- _WHAT TO WORK ON_: Working from the top of the records below, reproduce each line exactly, ending once you have written the line containing "in-memory store with".

[Collected data entries]
-------

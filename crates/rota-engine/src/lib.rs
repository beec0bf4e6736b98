//! # rota-engine
//!
//! Staff rostering core: who is assigned to what, and who is free when.
//!
//! The heart of the crate is the availability computation. Given each staff
//! member's assigned events and a requested window `[start, end)`, it reports
//! whether they are busy, when they are next available, and which free slots
//! remain. Around it sit the event/staff domain model, an in-memory store with
//! cascading deletes, and the boundary layer that parses input and shapes
//! JSON output.
//!
//! ## Modules
//!
//! - [`interval`] — Half-open `[start, end)` ranges and the validated query window
//! - [`schedule`] — Per-staff index of commitments, queried by overlap
//! - [`availability`] — Busy flag, next-available instant and free slots per staff member
//! - [`freebusy`] — Gap walk producing free slots inside a window
//! - [`conflict`] — Double-booking detection within one schedule
//! - [`status`] — Derived vs. manually completed event status
//! - [`model`] — Staff, events and assignments
//! - [`store`] — In-memory event store with JSON snapshots
//! - [`timezone`] — IANA timezone parsing and rendering at the boundary
//! - [`api`] — Request parsing and response DTOs
//! - [`error`] — Error types

pub mod api;
pub mod availability;
pub mod conflict;
pub mod error;
pub mod freebusy;
pub mod interval;
pub mod model;
pub mod schedule;
pub mod status;
pub mod store;
pub mod timezone;

pub use availability::{
    compute_availability, roster_availability, staff_availability, AvailabilityOptions,
    ScheduleSource, StaffAvailability, StaffSchedule,
};
pub use conflict::find_conflicts;
pub use error::RotaError;
pub use freebusy::find_free_slots;
pub use interval::{Interval, Window};
pub use schedule::{ScheduleIndex, Span};
pub use status::{EventStatus, StatusState};
pub use store::InMemoryStore;
//! Half-open time ranges and the request window type.
//!
//! An [`Interval`] covers `[start, end)`: the start instant is included, the
//! end instant is not. Two intervals that merely touch (one ends exactly when
//! the other starts) do not overlap.

use chrono::{DateTime, Utc};
use crate::error::{Result, RotaError};

/// A `[start, end)` time range with `start <= end`.
#[derive(Debug, Clone, Copy, PartialEq, Eq, Hash)]
pub struct Interval {
    start: DateTime<Utc>,
    end: DateTime<Utc>,
}

impl Interval {
    /// Build an interval, rejecting `start > end`.
    ///
    /// Zero-length intervals (`start == end`) are allowed; they never overlap
    /// anything.
    pub fn new(start: DateTime<Utc>, end: DateTime<Utc>) -> Result<Self> {
        if start > end {
            return Err(RotaError::MalformedInterval { start, end });
        }
        Ok(Self { start, end })
    }

    pub fn start(&self) -> DateTime<Utc> {
        self.start
    }

    pub fn end(&self) -> DateTime<Utc> {
        self.end
    }

    pub fn is_empty(&self) -> bool {
        self.start == self.end
    }

    pub fn duration_minutes(&self) -> i64 {
        (self.end - self.start).num_minutes()
    }

    /// Two intervals overlap iff `a.start < b.end && b.start < a.end`.
    ///
    /// Adjacent intervals where one ends exactly when another starts are NOT
    /// overlapping, and an empty interval overlaps nothing, itself included.
    pub fn overlaps(&self, other: &Interval) -> bool {
        self.start < other.end && other.start < self.end
    }

    /// The part of `self` that lies inside `other`, if they overlap.
    pub fn intersection(&self, other: &Interval) -> Option<Interval> {
        if !self.overlaps(other) {
            return None;
        }
        Some(Interval {
            start: self.start.max(other.start),
            end: self.end.min(other.end),
        })
    }
}

/// A validated availability query window: `start < end`.
#[derive(Debug, Clone, Copy, PartialEq, Eq)]
pub struct Window(Interval);

impl Window {
    /// # Errors
    /// Returns `RotaError::InvalidWindow` when `start >= end`. The window is
    /// never silently swapped or widened.
    pub fn new(start: DateTime<Utc>, end: DateTime<Utc>) -> Result<Self> {
        if start >= end {
            return Err(RotaError::InvalidWindow { start, end });
        }
        Ok(Self(Interval { start, end }))
    }

    pub fn start(&self) -> DateTime<Utc> {
        self.0.start
    }

    pub fn end(&self) -> DateTime<Utc> {
        self.0.end
    }

    pub fn as_interval(&self) -> &Interval {
        &self.0
    }
}

impl TryFrom<Interval> for Window {
    type Error = RotaError;

    fn try_from(interval: Interval) -> Result<Self> {
        Window::new(interval.start, interval.end)
    }
}
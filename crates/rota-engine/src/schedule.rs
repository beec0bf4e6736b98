//! Per-staff projection of assigned events into intervals.
//!
//! A [`ScheduleIndex`] is built fresh for every query from the raw spans the
//! event store hands out. It is read-only: overlap queries never reorder or
//! merge the stored intervals.

use chrono::{DateTime, Utc};
use serde::{Deserialize, Serialize};

use crate::interval::{Interval, Window};

/// A raw `(start, end)` pair as stored for an event. Unlike [`Interval`] it may
/// be malformed (`start > end`).
#[derive(Debug, Clone, Copy, PartialEq, Eq, Serialize, Deserialize)]
pub struct Span {
    pub start: DateTime<Utc>,
    pub end: DateTime<Utc>,
}

impl Span {
    pub fn new(start: DateTime<Utc>, end: DateTime<Utc>) -> Self {
        Self { start, end }
    }
}

#[derive(Debug, Clone, Default)]
pub struct ScheduleIndex {
    intervals: Vec<Interval>,
}

impl ScheduleIndex {
    /// Build an index from raw spans, in the order given.
    ///
    /// Spans with `start > end` can never overlap anything under the strict
    /// overlap rule and would poison `next_available`; they are dropped with a
    /// warning.
    pub fn from_spans<I>(spans: I) -> Self
    where
        I: IntoIterator<Item = Span>,
    {
        let intervals = spans
            .into_iter()
            .filter_map(|span| match Interval::new(span.start, span.end) {
                Ok(interval) => Some(interval),
                Err(e) => {
                    tracing::warn!("excluding span from schedule: {e}");
                    None
                }
            })
            .collect();
        Self { intervals }
    }

    pub fn from_intervals(intervals: Vec<Interval>) -> Self {
        Self { intervals }
    }

    pub fn len(&self) -> usize {
        self.intervals.len()
    }

    pub fn is_empty(&self) -> bool {
        self.intervals.is_empty()
    }

    pub fn intervals(&self) -> &[Interval] {
        &self.intervals
    }

    /// Intervals overlapping `window`, sorted ascending by start.
    ///
    /// The sort is stable, so intervals with equal starts keep their input
    /// order. Double bookings are returned verbatim.
    pub fn overlapping(&self, window: &Window) -> Vec<Interval> {
        let mut hits: Vec<Interval> = self
            .intervals
            .iter()
            .filter(|interval| interval.overlaps(window.as_interval()))
            .copied()
            .collect();
        hits.sort_by_key(|interval| interval.start());
        hits
    }
}
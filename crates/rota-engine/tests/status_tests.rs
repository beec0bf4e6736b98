//! Tests for derived and manually completed event status.

use chrono::{DateTime, TimeZone, Utc};
use rota_engine::model::{EventDraft, EventType};
use rota_engine::{EventStatus, InMemoryStore, StatusState};

fn at(hour: u32) -> DateTime<Utc> {
    Utc.with_ymd_and_hms(2026, 3, 16, hour, 0, 0).unwrap()
}

fn draft(start: u32, end: u32) -> EventDraft {
    EventDraft {
        title: "Stand-up".into(),
        description: None,
        event_type: EventType::Regular,
        start: at(start),
        end: at(end),
        staff_ids: vec![],
    }
}

#[test]
fn derived_status_follows_the_clock() {
    let state = StatusState::Derived;
    assert_eq!(state.resolve(at(9), at(10), at(8)), EventStatus::Upcoming);
    assert_eq!(state.resolve(at(9), at(10), at(9)), EventStatus::Ongoing);
    assert_eq!(state.resolve(at(9), at(10), at(10)), EventStatus::Completed);
}

#[test]
fn complete_reports_change_only_once() {
    let mut state = StatusState::Derived;
    assert!(state.complete());
    assert!(!state.complete());
    assert_eq!(state, StatusState::ManuallyCompleted);
}

#[test]
fn manually_completed_wins_before_the_event_starts() {
    let mut store = InMemoryStore::new();
    let event = store.create_event(draft(9, 10)).unwrap();

    assert_eq!(event.status_at(at(8)), EventStatus::Upcoming);

    let completed = store.complete_event(event.id).unwrap();
    assert_eq!(completed.status_at(at(8)), EventStatus::Completed);
}

#[test]
fn completed_status_survives_rescheduling() {
    let mut store = InMemoryStore::new();
    let event = store.create_event(draft(9, 10)).unwrap();
    store.complete_event(event.id).unwrap();

    // Move the event into the future: a derived status would say upcoming.
    let updated = store.update_event(event.id, draft(20, 21)).unwrap();

    assert_eq!(updated.status, StatusState::ManuallyCompleted);
    assert_eq!(updated.status_at(at(8)), EventStatus::Completed);
}

#[test]
fn status_serializes_as_lowercase() {
    assert_eq!(
        serde_json::to_string(&EventStatus::Ongoing).unwrap(),
        "\"ongoing\""
    );
    assert_eq!(
        serde_json::to_string(&StatusState::ManuallyCompleted).unwrap(),
        "\"manuallyCompleted\""
    );
}
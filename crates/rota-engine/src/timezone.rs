//! Timezone handling at the presentation boundary.
//!
//! Instants are stored and compared in UTC. Conversion happens only when
//! parsing user input and when rendering output, using the IANA database from
//! `chrono-tz`.

use chrono::{DateTime, LocalResult, NaiveDateTime, SecondsFormat, TimeZone, Utc};
use chrono_tz::Tz;

use crate::error::{Result, RotaError};

/// Naive formats accepted for local input, most specific first. The second
/// is what an HTML `datetime-local` field submits.
const NAIVE_FORMATS: [&str; 2] = ["%Y-%m-%dT%H:%M:%S", "%Y-%m-%dT%H:%M"];

/// Parse an IANA timezone name such as `"Australia/Brisbane"`.
pub fn parse_timezone(name: &str) -> Result<Tz> {
    name.trim()
        .parse()
        .map_err(|_| RotaError::InvalidTimezone(name.to_string()))
}

/// Parse a user-supplied instant.
///
/// RFC 3339 input (with `Z` or an offset) is taken as-is. A naive local
/// datetime is interpreted in `tz`. A local time that does not exist (spring
/// forward gap) is rejected; an ambiguous one (fall back) resolves to the
/// earlier instant.
pub fn parse_instant(text: &str, tz: Tz) -> Result<DateTime<Utc>> {
    let text = text.trim();
    if let Ok(dt) = DateTime::parse_from_rfc3339(text) {
        return Ok(dt.with_timezone(&Utc));
    }

    let naive = NAIVE_FORMATS
        .iter()
        .find_map(|fmt| NaiveDateTime::parse_from_str(text, fmt).ok())
        .ok_or_else(|| RotaError::InvalidDatetime(format!("'{text}' is not a valid datetime")))?;

    match tz.from_local_datetime(&naive) {
        LocalResult::Single(dt) => Ok(dt.with_timezone(&Utc)),
        LocalResult::Ambiguous(earliest, _) => Ok(earliest.with_timezone(&Utc)),
        LocalResult::None => Err(RotaError::InvalidDatetime(format!(
            "'{text}' does not exist in {tz}"
        ))),
    }
}

/// Render an instant as RFC 3339 in `tz`, to the second.
pub fn format_instant(instant: DateTime<Utc>, tz: Tz) -> String {
    instant
        .with_timezone(&tz)
        .to_rfc3339_opts(SecondsFormat::Secs, true)
}
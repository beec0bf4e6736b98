//! Tests for the boundary layer: input validation and JSON response shapes.

use chrono::{DateTime, TimeZone, Utc};
use chrono_tz::Tz;
use rota_engine::api::{
    parse_window, query_availability, search_events, staff_conflicts, EventQuery, Presenter,
};
use rota_engine::error::RotaError;
use rota_engine::model::{EventDraft, EventType, StaffDraft};
use rota_engine::{AvailabilityOptions, EventStatus, InMemoryStore};
use serde_json::json;

fn at(hour: u32, min: u32) -> DateTime<Utc> {
    Utc.with_ymd_and_hms(2026, 3, 16, hour, min, 0).unwrap()
}

fn store() -> InMemoryStore {
    let mut store = InMemoryStore::new();
    for (name, designation) in [("Alice", "Nurse"), ("Bob", "Surgeon")] {
        store
            .create_staff(StaffDraft {
                name: name.into(),
                email: format!("{}@example.com", name.to_lowercase()),
                designation: designation.into(),
            })
            .unwrap();
    }
    store
        .create_event(EventDraft {
            title: "Theatre list".into(),
            description: Some("Elective orthopaedics".into()),
            event_type: EventType::Regular,
            start: at(13, 0),
            end: at(17, 0),
            staff_ids: vec![2],
        })
        .unwrap();
    store
        .create_event(EventDraft {
            title: "Ward round".into(),
            description: None,
            event_type: EventType::Regular,
            start: at(9, 30),
            end: at(10, 30),
            staff_ids: vec![1, 2],
        })
        .unwrap();
    store
        .create_event(EventDraft {
            title: "Handover".into(),
            description: None,
            event_type: EventType::Regular,
            start: at(10, 0),
            end: at(11, 0),
            staff_ids: vec![2],
        })
        .unwrap();
    store
}

// ---------------------------------------------------------------------------
// Window parsing
// ---------------------------------------------------------------------------

#[test]
fn missing_bounds_are_reported_by_name() {
    let err = parse_window(None, Some("2026-03-16T10:00:00Z"), Tz::UTC).unwrap_err();
    assert!(matches!(err, RotaError::MissingParameter("start")));

    let err = parse_window(Some("2026-03-16T10:00:00Z"), Some("  "), Tz::UTC).unwrap_err();
    assert!(matches!(err, RotaError::MissingParameter("end")));
}

#[test]
fn malformed_bound_is_invalid_datetime() {
    let err = parse_window(Some("soon"), Some("2026-03-16T10:00:00Z"), Tz::UTC).unwrap_err();
    assert!(matches!(err, RotaError::InvalidDatetime(_)));
    assert!(err.is_client_error());
}

#[test]
fn equal_bounds_are_an_invalid_window() {
    let err = parse_window(
        Some("2026-03-16T10:00:00Z"),
        Some("2026-03-16T10:00:00Z"),
        Tz::UTC,
    )
    .unwrap_err();
    assert!(matches!(err, RotaError::InvalidWindow { .. }));
}

// ---------------------------------------------------------------------------
// Availability response
// ---------------------------------------------------------------------------

#[test]
fn availability_json_shape_with_slots() {
    let entries = query_availability(
        &store(),
        Some("2026-03-16T09:00:00Z"),
        Some("2026-03-16T12:00:00Z"),
        AvailabilityOptions {
            include_free_slots: true,
        },
        &Presenter::utc(),
    )
    .unwrap();

    let value = serde_json::to_value(&entries).unwrap();
    assert_eq!(
        value,
        json!([
            {
                "id": 1,
                "name": "Alice",
                "isBusy": true,
                "nextAvailable": "2026-03-16T10:30:00Z",
                "freeSlots": [
                    {"start": "2026-03-16T09:00:00Z", "end": "2026-03-16T09:30:00Z", "durationMinutes": 30},
                    {"start": "2026-03-16T10:30:00Z", "end": "2026-03-16T12:00:00Z", "durationMinutes": 90}
                ]
            },
            {
                "id": 2,
                "name": "Bob",
                "isBusy": true,
                "nextAvailable": "2026-03-16T11:00:00Z",
                "freeSlots": [
                    {"start": "2026-03-16T09:00:00Z", "end": "2026-03-16T09:30:00Z", "durationMinutes": 30},
                    {"start": "2026-03-16T11:00:00Z", "end": "2026-03-16T12:00:00Z", "durationMinutes": 60}
                ]
            }
        ])
    );
}

#[test]
fn availability_omits_slots_by_default() {
    let entries = query_availability(
        &store(),
        Some("2026-03-16T07:00:00Z"),
        Some("2026-03-16T08:00:00Z"),
        AvailabilityOptions::default(),
        &Presenter::utc(),
    )
    .unwrap();

    let value = serde_json::to_value(&entries).unwrap();
    assert_eq!(
        value[0],
        json!({"id": 1, "name": "Alice", "isBusy": false, "nextAvailable": "2026-03-16T07:00:00Z"})
    );
}

#[test]
fn availability_renders_in_display_zone() {
    // Window given as Brisbane wall-clock time: 19:00-21:00 local = 09:00-11:00 UTC.
    let presenter = Presenter::new(Tz::Australia__Brisbane);
    let entries = query_availability(
        &store(),
        Some("2026-03-16T19:00"),
        Some("2026-03-16T21:00"),
        AvailabilityOptions::default(),
        &presenter,
    )
    .unwrap();

    assert_eq!(entries[0].next_available, "2026-03-16T20:30:00+10:00");
}

#[test]
fn repeated_queries_are_byte_identical() {
    let store = store();
    let run = || {
        let entries = query_availability(
            &store,
            Some("2026-03-16T08:00:00Z"),
            Some("2026-03-16T18:00:00Z"),
            AvailabilityOptions {
                include_free_slots: true,
            },
            &Presenter::utc(),
        )
        .unwrap();
        serde_json::to_string(&entries).unwrap()
    };
    assert_eq!(run(), run());
}

#[test]
fn empty_roster_is_an_empty_array() {
    let entries = query_availability(
        &InMemoryStore::new(),
        Some("2026-03-16T08:00:00Z"),
        Some("2026-03-16T18:00:00Z"),
        AvailabilityOptions::default(),
        &Presenter::utc(),
    )
    .unwrap();
    assert_eq!(serde_json::to_string(&entries).unwrap(), "[]");
}

// ---------------------------------------------------------------------------
// Event views and search
// ---------------------------------------------------------------------------

#[test]
fn event_view_includes_assignees_and_status() {
    let store = store();
    let event = store.get_event(2).unwrap();
    let view = Presenter::utc().event(&store, event, at(10, 0)).unwrap();

    let value = serde_json::to_value(&view).unwrap();
    assert_eq!(
        value,
        json!({
            "id": 2,
            "title": "Ward round",
            "eventType": "regular",
            "start": "2026-03-16T09:30:00Z",
            "end": "2026-03-16T10:30:00Z",
            "status": "ongoing",
            "assignedTo": [
                {"staffId": 1, "staff": {"name": "Alice", "email": "alice@example.com", "designation": "Nurse"}},
                {"staffId": 2, "staff": {"name": "Bob", "email": "bob@example.com", "designation": "Surgeon"}}
            ]
        })
    );
}

#[test]
fn search_without_filters_sorts_by_start() {
    let store = store();
    let views = search_events(&store, &EventQuery::default(), at(8, 0), &Presenter::utc()).unwrap();

    let titles: Vec<&str> = views.iter().map(|v| v.title.as_str()).collect();
    assert_eq!(titles, vec!["Ward round", "Handover", "Theatre list"]);
    assert!(views.iter().all(|v| v.status == EventStatus::Upcoming));
}

#[test]
fn search_matches_description_case_insensitively() {
    let store = store();
    let query = EventQuery {
        text: Some("ORTHO".into()),
        range: None,
    };
    let views = search_events(&store, &query, at(8, 0), &Presenter::utc()).unwrap();

    assert_eq!(views.len(), 1);
    assert_eq!(views[0].title, "Theatre list");
}

#[test]
fn search_matches_assignee_designation() {
    let store = store();
    let query = EventQuery {
        text: Some("nurse".into()),
        range: None,
    };
    let views = search_events(&store, &query, at(8, 0), &Presenter::utc()).unwrap();

    let ids: Vec<u64> = views.iter().map(|v| v.id).collect();
    assert_eq!(ids, vec![2]);
}

#[test]
fn search_by_range_uses_half_open_overlap() {
    let store = store();
    let query = EventQuery {
        text: None,
        range: Some(rota_engine::Window::new(at(10, 30), at(13, 0)).unwrap()),
    };
    let views = search_events(&store, &query, at(8, 0), &Presenter::utc()).unwrap();

    // Ward round ends at 10:30 and Theatre list starts at 13:00: both only touch.
    let titles: Vec<&str> = views.iter().map(|v| v.title.as_str()).collect();
    assert_eq!(titles, vec!["Handover"]);
}

// ---------------------------------------------------------------------------
// Conflicts
// ---------------------------------------------------------------------------

#[test]
fn conflicts_report_double_bookings() {
    let store = store();
    let conflicts = staff_conflicts(&store, 2, &Presenter::utc()).unwrap();

    assert_eq!(conflicts.len(), 1);
    assert_eq!((conflicts[0].event_a, conflicts[0].event_b), (2, 3));
    assert_eq!(conflicts[0].start, "2026-03-16T10:00:00Z");
    assert_eq!(conflicts[0].end, "2026-03-16T10:30:00Z");
    assert_eq!(conflicts[0].overlap_minutes, 30);

    assert!(staff_conflicts(&store, 1, &Presenter::utc()).unwrap().is_empty());
}

#[test]
fn conflicts_for_unknown_staff_is_not_found() {
    let err = staff_conflicts(&store(), 9, &Presenter::utc()).unwrap_err();
    assert!(matches!(err, RotaError::StaffNotFound(9)));
}
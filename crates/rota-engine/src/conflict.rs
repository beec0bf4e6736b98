//! Detect double bookings within one staff member's schedule.
//!
//! The availability engine reports overlapping commitments verbatim and leaves
//! conflicts to the caller; this module is that caller-side check. Adjacent
//! events (where one ends exactly when another starts) are NOT conflicts.

use crate::interval::Interval;
use crate::model::EventId;

/// A detected overlap between two events assigned to the same person.
#[derive(Debug, Clone, PartialEq)]
pub struct Conflict {
    pub event_a: EventId,
    pub event_b: EventId,
    pub overlap: Interval,
    pub overlap_minutes: i64,
}

/// Find all pairwise overlaps among `events`.
///
/// Each unordered pair is reported once, with `event_a` being the one that
/// appears first in the input. The overlap is
/// `[max(a.start, b.start), min(a.end, b.end))`.
pub fn find_conflicts(events: &[(EventId, Interval)]) -> Vec<Conflict> {
    let mut conflicts = Vec::new();

    for (i, (id_a, a)) in events.iter().enumerate() {
        for (id_b, b) in &events[i + 1..] {
            if let Some(overlap) = a.intersection(b) {
                conflicts.push(Conflict {
                    event_a: *id_a,
                    event_b: *id_b,
                    overlap,
                    overlap_minutes: overlap.duration_minutes(),
                });
            }
        }
    }

    conflicts
}
//! Compute free time slots inside a window from a staff member's busy intervals.
//!
//! Walks busy intervals in ascending start order with a cursor that only moves
//! forward, so nested, overlapping and touching intervals collapse into one
//! consumed region without an explicit merge step.

use chrono::{DateTime, Utc};

use crate::interval::{Interval, Window};

/// A free time slot.
#[derive(Debug, Clone, PartialEq)]
pub struct FreeSlot {
    pub start: DateTime<Utc>,
    pub end: DateTime<Utc>,
    pub duration_minutes: i64,
}

impl FreeSlot {
    fn new(start: DateTime<Utc>, end: DateTime<Utc>) -> Self {
        Self {
            start,
            end,
            duration_minutes: (end - start).num_minutes(),
        }
    }
}

/// Find the maximal gaps in `window` not covered by any busy interval.
///
/// `busy` must be sorted ascending by start (see
/// [`ScheduleIndex::overlapping`](crate::schedule::ScheduleIndex::overlapping)).
/// Busy intervals may extend past either edge of the window; they are not
/// clipped first because the cursor already starts at the window start and the
/// trailing slot is bounded by the window end.
pub fn find_free_slots(busy: &[Interval], window: &Window) -> Vec<FreeSlot> {
    let mut free_slots = Vec::new();
    let mut cursor = window.start();

    for interval in busy {
        if interval.start() > cursor {
            free_slots.push(FreeSlot::new(cursor, interval.start().min(window.end())));
        }
        cursor = cursor.max(interval.end());
        if cursor >= window.end() {
            break;
        }
    }

    // Trailing free slot after the last busy period.
    if cursor < window.end() {
        free_slots.push(FreeSlot::new(cursor, window.end()));
    }

    free_slots
}
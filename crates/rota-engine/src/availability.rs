//! Per-staff availability within a requested window.
//!
//! For each staff member the engine answers three questions about a window
//! `[start, end)`: are they busy at any point in it, when are they next free,
//! and which sub-intervals of the window are still open.
//!
//! The computation is pure. Storage is reached only through the
//! [`ScheduleSource`] capability, which hands over each staff member's raw
//! event spans; everything after that is in-memory and deterministic.

use chrono::{DateTime, Utc};

use crate::error::Result;
use crate::freebusy::{self, FreeSlot};
use crate::interval::{Interval, Window};
use crate::model::StaffId;
use crate::schedule::{ScheduleIndex, Span};

/// One staff member's commitments as handed out by a [`ScheduleSource`].
#[derive(Debug, Clone, PartialEq)]
pub struct StaffSchedule {
    pub id: StaffId,
    pub name: String,
    /// One span per assigned event, in any order.
    pub spans: Vec<Span>,
}

/// Data access needed by the availability query: "fetch the assigned event
/// spans for staff set X".
pub trait ScheduleSource {
    /// Schedules for the given staff ids, or for the whole roster when `None`.
    /// Results are ordered by staff id. Unknown ids are an error.
    fn staff_schedules(&self, staff: Option<&[StaffId]>) -> Result<Vec<StaffSchedule>>;
}

#[derive(Debug, Clone, Copy, PartialEq, Eq, Default)]
pub struct AvailabilityOptions {
    /// Compute free sub-intervals of the window as well.
    pub include_free_slots: bool,
}

#[derive(Debug, Clone, PartialEq)]
pub struct StaffAvailability {
    pub id: StaffId,
    pub name: String,
    pub is_busy: bool,
    /// The window start when free; otherwise the latest end among the
    /// overlapping commitments.
    pub next_available: DateTime<Utc>,
    /// Overlapping commitments, sorted by start, unclipped.
    pub busy: Vec<Interval>,
    pub free_slots: Option<Vec<FreeSlot>>,
}

/// Latest end among `busy`, folded from the earliest representable instant.
/// `None` when `busy` is empty.
fn latest_end(busy: &[Interval]) -> Option<DateTime<Utc>> {
    if busy.is_empty() {
        return None;
    }
    Some(
        busy.iter()
            .fold(DateTime::<Utc>::MIN_UTC, |latest, interval| {
                latest.max(interval.end())
            }),
    )
}

/// Availability of a single staff member.
///
/// `next_available` is the maximum end across all overlapping commitments, not
/// the end of the first one: a later-ending overlap keeps the member busy.
pub fn staff_availability(
    schedule: &StaffSchedule,
    window: &Window,
    options: AvailabilityOptions,
) -> StaffAvailability {
    let index = ScheduleIndex::from_spans(schedule.spans.iter().copied());
    let busy = index.overlapping(window);

    let is_busy = !busy.is_empty();
    let next_available = latest_end(&busy).unwrap_or(window.start());

    let free_slots = options
        .include_free_slots
        .then(|| freebusy::find_free_slots(&busy, window));

    StaffAvailability {
        id: schedule.id,
        name: schedule.name.clone(),
        is_busy,
        next_available,
        busy,
        free_slots,
    }
}

/// Availability for every schedule, in input order. An empty roster yields an
/// empty list.
pub fn roster_availability(
    schedules: &[StaffSchedule],
    window: &Window,
    options: AvailabilityOptions,
) -> Vec<StaffAvailability> {
    schedules
        .iter()
        .map(|schedule| staff_availability(schedule, window, options))
        .collect()
}

/// Load the whole roster from `source` and compute availability for it.
///
/// The window is already validated by construction, so the only error path is
/// the data read.
pub fn compute_availability<S>(
    source: &S,
    window: &Window,
    options: AvailabilityOptions,
) -> Result<Vec<StaffAvailability>>
where
    S: ScheduleSource + ?Sized,
{
    let schedules = source.staff_schedules(None)?;
    tracing::debug!(
        staff = schedules.len(),
        start = %window.start(),
        end = %window.end(),
        "computing availability"
    );
    Ok(roster_availability(&schedules, window, options))
}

-------

- _WORKED SOLUTION_:
filename crates/rota-engine/src/lib.rs
repository beec0bf4e6736b98
//! # rota-engine
//!
//! Staff rostering core: who is assigned to what, and who is free when.
//!
//! The heart of the crate is the availability computation. Given each staff
//! member's assigned events and a requested window `[start, end)`, it reports
//! whether they are busy, when they are next available, and which free slots
//! remain. Around it sit the event/staff domain model, an in-memory store with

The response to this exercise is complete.